The second domain in the OPA Report Card is patient
satisfaction, with data obtained through surveys.
Individual (“Patient Experience of Care“)
scores are combined in an overall “Excellent,”
“Good,” “Fair” or “Poor”
rating. The four categories of measures are:
• Communicating with patients
• Getting treatment and specialty care
• Timely care and service
• Coordinating patient care.
All of the above measures are explained on the
OPA Web site, where patients can also check the
comparative performance of their HMO. In fact the
HMO comparisons are the principal objective of visits
to the OPA Web site, according to a University of
California-Davis evaluation commissioned by OPA.
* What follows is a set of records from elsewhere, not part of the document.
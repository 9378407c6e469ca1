//! Mapping of envelopes to remote write requests.

/// HTTP implementation of [`Remote`].
pub mod http;

use std::future::Future;

use serde_json::{Map, Value};

use crate::{
    envelope::{Envelope, METADATA_KEYS},
    types::{EnvelopeId, OpKind},
};

/// Fields forwarded to the top-up endpoint.
const TOPUP_FIELDS: [&str; 3] = ["amount", "method", "reference"];

/// Remote write target.
#[derive(Debug, Clone, PartialEq, Eq)]
pub enum Endpoint {
    /// Generic transaction submission.
    Transactions,
    /// Balance top-up for one customer.
    CustomerTopup {
        /// Target customer.
        customer_id: String,
    },
}

impl Endpoint {
    /// Path segments relative to the API base URL, unencoded.
    pub fn segments(&self) -> Vec<&str> {
        match self {
            Self::Transactions => vec!["transactions"],
            Self::CustomerTopup { customer_id } => vec!["customers", customer_id.as_str(), "topup"],
        }
    }

    /// Path relative to the API base URL.
    pub fn path(&self) -> String {
        self.segments()
            .iter()
            .fold(String::new(), |path, segment| format!("{path}/{segment}"))
    }
}

/// A resolved write, free of envelope metadata.
#[derive(Debug, Clone, PartialEq)]
pub struct RemoteRequest {
    pub endpoint: Endpoint,
    pub body: Value,
}

/// Whether a failed delivery is worth retrying.
#[derive(Debug, Clone, Copy, PartialEq, Eq)]
pub enum FailureClass {
    /// Connectivity or server trouble; may succeed later.
    Transient,
    /// The request itself is rejected; retrying will not help.
    Terminal,
}

/// Failed delivery of one request.
#[derive(Debug, Clone, PartialEq, Eq)]
pub enum DispatchError {
    /// The request never got a response.
    Network(String),
    /// Non-success, non-4xx response status.
    Server(u16),
    /// 4xx response status.
    Client(u16),
    /// The envelope cannot be mapped to a request.
    Malformed(String),
}

impl DispatchError {
    pub fn class(&self) -> FailureClass {
        match self {
            Self::Network(_) | Self::Server(_) => FailureClass::Transient,
            Self::Client(_) | Self::Malformed(_) => FailureClass::Terminal,
        }
    }

    /// Maps a response status to a delivery outcome.
    pub fn from_status(status: u16) -> Result<(), Self> {
        match status {
            200..=299 => Ok(()),
            400..=499 => Err(Self::Client(status)),
            _ => Err(Self::Server(status)),
        }
    }
}

impl std::fmt::Display for DispatchError {
    fn fmt(&self, f: &mut std::fmt::Formatter<'_>) -> std::fmt::Result {
        match self {
            Self::Network(msg) => write!(f, "network error: {msg}"),
            Self::Server(status) => write!(f, "server error: {status}"),
            Self::Client(status) => write!(f, "rejected by server: {status}"),
            Self::Malformed(msg) => write!(f, "malformed envelope: {msg}"),
        }
    }
}

/// The remote write service.
pub trait Remote: Send + Sync + 'static {
    /// Submits one request. `idempotency_key` is set only when the host opted in.
    fn submit(
        &self,
        request: RemoteRequest,
        idempotency_key: Option<EnvelopeId>,
    ) -> impl Future<Output = Result<(), DispatchError>> + Send;
}

/// Maps `envelope` to its endpoint and request body.
///
/// Top-ups go to the customer's top-up endpoint; every other kind is submitted
/// as a transaction.
pub fn resolve(envelope: &Envelope) -> Result<RemoteRequest, DispatchError> {
    let payload = envelope.payload();
    match envelope.kind() {
        OpKind::Topup => {
            let customer_id = customer_id(payload).ok_or_else(|| {
                DispatchError::Malformed(format!("top-up {} has no customerId", envelope.id()))
            })?;
            if !is_plain_segment(&customer_id) {
                return Err(DispatchError::Malformed(format!(
                    "top-up {} has an unusable customerId {customer_id:?}",
                    envelope.id()
                )));
            }
            let body: Map<String, Value> = TOPUP_FIELDS
                .iter()
                .filter_map(|key| payload.get(*key).map(|v| (key.to_string(), v.clone())))
                .collect();
            Ok(RemoteRequest {
                endpoint: Endpoint::CustomerTopup { customer_id },
                body: Value::Object(body),
            })
        }
        OpKind::Sale | OpKind::Other(_) => {
            let body: Map<String, Value> = payload
                .iter()
                .filter(|(key, _)| !METADATA_KEYS.contains(&key.as_str()))
                .map(|(key, value)| (key.clone(), value.clone()))
                .collect();
            Ok(RemoteRequest {
                endpoint: Endpoint::Transactions,
                body: Value::Object(body),
            })
        }
    }
}

fn customer_id(payload: &Map<String, Value>) -> Option<String> {
    match payload.get("customerId")? {
        Value::String(id) if !id.is_empty() => Some(id.clone()),
        Value::Number(id) => Some(id.to_string()),
        _ => None,
    }
}

/// A single path segment that cannot escape the per-customer route.
fn is_plain_segment(segment: &str) -> bool {
    !segment.is_empty()
        && segment != "."
        && segment != ".."
        && !segment
            .chars()
            .any(|c| matches!(c, '/' | '\\' | '?' | '#' | '%') || c.is_whitespace() || c.is_control())
}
Is the information on medical groups useful? UC-Davis
found that patients particularly valued data on
the ease of access to specialists within a group
and on timeliness of appointments or tests. (Is
it not interesting, incidentally, that satisfying
the demand for instant service has become a major
quality indicator in health care?) The participating
medical groups — whose number is growing annually
— use the Report Card primarily for benchmarking
performance with similar practices but have not
noticed much impact on market share. Some groups
are using the Report Card in their negotiations
with payers.
Is Any of This Relevant to Anesthesiologists?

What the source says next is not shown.